Exercise details = From the records below, copy every line that contains the word "SessionError".

☆ ☆ ☆ ☆ ☆ ☆ ☆

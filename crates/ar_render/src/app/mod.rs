//! # AR Application
//!
//! Glue between the host (window, input, OS lifecycle) and the per-frame
//! pipeline. [`ArApp`] owns the settings, the tap queue, the session
//! lifecycle and the frame renderer, and exposes the callbacks a host
//! drives:
//!
//! ```text
//! resume ─▶ surface_created ─▶ surface_changed ─▶ tick ... ─▶ pause ─▶ destroy
//! ```
//!
//! Settings changes go through [`ArApp::apply_settings`], which reconfigures
//! the live session. With a settings file attached, every change to the
//! depth or instant placement settings is written back immediately.

pub mod lifecycle;
pub mod notifier;

pub use lifecycle::{ArLifecycle, LifecycleParticipant, NoopParticipant, SessionFactory};
pub use notifier::{LogNotifier, NotifierEvent, RecordingNotifier, UserNotifier};

use std::path::PathBuf;

use thiserror::Error;

use crate::assets::AssetError;
use crate::config::{Config, ConfigError};
use crate::core::{AppConfig, DepthSettings, InstantPlacementSettings};
use crate::placement::TapQueue;
use crate::render::resources::RenderContext;
use crate::render::{ArFrameRenderer, FrameServices, RenderError, SurfaceRenderer};
use crate::tracking::{DepthMode, SessionError, Tap};

/// Application-level errors
#[derive(Error, Debug)]
pub enum AppError {
    /// Session could not be created or resumed
    #[error("Session error: {0}")]
    Session(#[from] SessionError),

    /// A frame failed to render
    #[error("Render error: {0}")]
    Render(#[from] RenderError),

    /// Settings could not be loaded or saved
    #[error("Config error: {0}")]
    Config(#[from] ConfigError),

    /// An asset could not be read
    #[error("Asset error: {0}")]
    Asset(#[from] AssetError),
}

impl AppError {
    /// Whether a recorded session has no more frames
    pub fn is_end_of_recording(&self) -> bool {
        matches!(
            self,
            Self::Session(SessionError::EndOfRecording) | Self::Render(RenderError::Session(SessionError::EndOfRecording))
        )
    }
}

/// The AR app: settings, taps, session lifecycle and frame renderer
pub struct ArApp<N: UserNotifier> {
    config: AppConfig,
    settings_path: Option<PathBuf>,
    lifecycle: ArLifecycle,
    sessions_seen: u64,
    renderer: ArFrameRenderer,
    notifier: N,
    taps: TapQueue,
}

impl<N: UserNotifier> ArApp<N> {
    /// Create the app; nothing runs until [`resume`](Self::resume)
    pub fn new(ctx: &RenderContext, config: AppConfig, lifecycle: ArLifecycle, notifier: N) -> Self {
        let renderer = ArFrameRenderer::new(ctx, &config.renderer);
        Self {
            config,
            settings_path: None,
            lifecycle,
            sessions_seen: 0,
            renderer,
            notifier,
            taps: TapQueue::default(),
        }
    }

    /// Share an existing tap queue, e.g. one an input thread already holds
    #[must_use]
    pub fn with_tap_queue(mut self, taps: TapQueue) -> Self {
        self.taps = taps;
        self
    }

    /// Write settings back to `path` whenever they change
    #[must_use]
    pub fn with_settings_file(mut self, path: impl Into<PathBuf>) -> Self {
        self.settings_path = Some(path.into());
        self
    }

    /// Current settings
    pub fn config(&self) -> &AppConfig {
        &self.config
    }

    /// Change depth and instant placement settings, as a settings menu does
    ///
    /// The live session is reconfigured right away; depth toggles the
    /// session cannot honor are switched back off.
    pub fn apply_settings(
        &mut self,
        edit: impl FnOnce(&mut DepthSettings, &mut InstantPlacementSettings),
    ) -> Result<(), AppError> {
        edit(&mut self.config.depth, &mut self.config.instant_placement);
        if let Some(session) = self.lifecycle.session_mut() {
            self.config.depth.restrict_to_support(session.is_depth_mode_supported(DepthMode::Automatic));
            if let Err(e) = session.configure_from_settings(&self.config.instant_placement) {
                log::error!("Failed to reconfigure session: {}", e);
                self.notifier.show_error(&e.to_string());
                return Err(e.into());
            }
        }
        self.save_settings()?;
        Ok(())
    }

    fn save_settings(&self) -> Result<(), ConfigError> {
        if let Some(path) = &self.settings_path {
            self.config.save_to_file(path)?;
            log::debug!("Settings saved to {}", path.display());
        }
        Ok(())
    }

    fn save_settings_if_changed(&self, before: &DepthSettings) {
        if self.config.depth != *before {
            if let Err(e) = self.save_settings() {
                log::error!("Failed to save settings: {}", e);
            }
        }
    }

    /// The session lifecycle
    pub fn lifecycle(&self) -> &ArLifecycle {
        &self.lifecycle
    }

    /// The frame renderer
    pub fn renderer(&self) -> &ArFrameRenderer {
        &self.renderer
    }

    /// The notifier
    pub fn notifier(&self) -> &N {
        &self.notifier
    }

    /// Mutable notifier, e.g. to script prompt answers
    pub fn notifier_mut(&mut self) -> &mut N {
        &mut self.notifier
    }

    /// A handle input threads can offer taps to
    pub fn taps(&self) -> TapQueue {
        self.taps.clone()
    }

    /// Queue a tap from the host's input thread
    pub fn on_tap(&self, x: f32, y: f32) -> bool {
        self.taps.offer(Tap { x, y })
    }

    fn services(&mut self) -> (&mut ArFrameRenderer, FrameServices<'_>) {
        (
            &mut self.renderer,
            FrameServices {
                session: self.lifecycle.session_mut(),
                config: &mut self.config,
                notifier: &mut self.notifier,
                taps: &self.taps,
            },
        )
    }

    /// Resume the session, the display surface and input
    pub fn resume(&mut self) -> Result<(), AppError> {
        let before = self.config.depth.clone();
        let result = self.lifecycle.resume(&mut self.config, &mut self.notifier);
        if self.lifecycle.sessions_created() != self.sessions_seen {
            self.sessions_seen = self.lifecycle.sessions_created();
            self.renderer.on_session_replaced();
        }
        self.save_settings_if_changed(&before);
        result?;
        Ok(())
    }

    /// Pause input, the display surface and the session
    pub fn pause(&mut self) {
        self.lifecycle.pause();
    }

    /// The rendering surface now exists
    pub fn surface_created(&mut self) {
        let (renderer, mut services) = self.services();
        renderer.on_surface_created(&mut services);
    }

    /// The rendering surface was resized
    pub fn surface_changed(&mut self, width: u32, height: u32) {
        let (renderer, mut services) = self.services();
        renderer.on_surface_changed(&mut services, width, height);
    }

    /// The display rotated
    pub fn display_rotated(&mut self, rotation_degrees: u32) {
        self.renderer.set_display_rotation(rotation_degrees);
    }

    /// Render one frame; does nothing while paused
    pub fn tick(&mut self) -> Result<(), AppError> {
        if !self.lifecycle.is_running() {
            return Ok(());
        }
        // Answering the depth prompt changes settings mid-tick
        let before = self.config.depth.clone();
        let (renderer, mut services) = self.services();
        let result = renderer.on_draw_frame(&mut services);
        self.save_settings_if_changed(&before);
        result?;
        Ok(())
    }

    /// Close the session
    pub fn destroy(&mut self) {
        self.lifecycle.destroy();
    }
}

#[cfg(test)]
mod tests {
    use super::*;

    #[test]
    fn end_of_recording_is_recognized_through_render_errors() {
        assert!(AppError::from(SessionError::EndOfRecording).is_end_of_recording());
        assert!(AppError::from(RenderError::from(SessionError::EndOfRecording)).is_end_of_recording());
        assert!(!AppError::from(SessionError::CameraNotAvailable).is_end_of_recording());
    }
}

☆ ☆ ☆ ☆ ☆ ☆ ☆

Response area =
use crate::tracking::{DepthMode, SessionError, Tap};
    Session(#[from] SessionError),
            Self::Session(SessionError::EndOfRecording) | Self::Render(RenderError::Session(SessionError::EndOfRecording))
        assert!(AppError::from(SessionError::EndOfRecording).is_end_of_recording());
        assert!(AppError::from(RenderError::from(SessionError::EndOfRecording)).is_end_of_recording());
        assert!(!AppError::from(SessionError::CameraNotAvailable).is_end_of_recording());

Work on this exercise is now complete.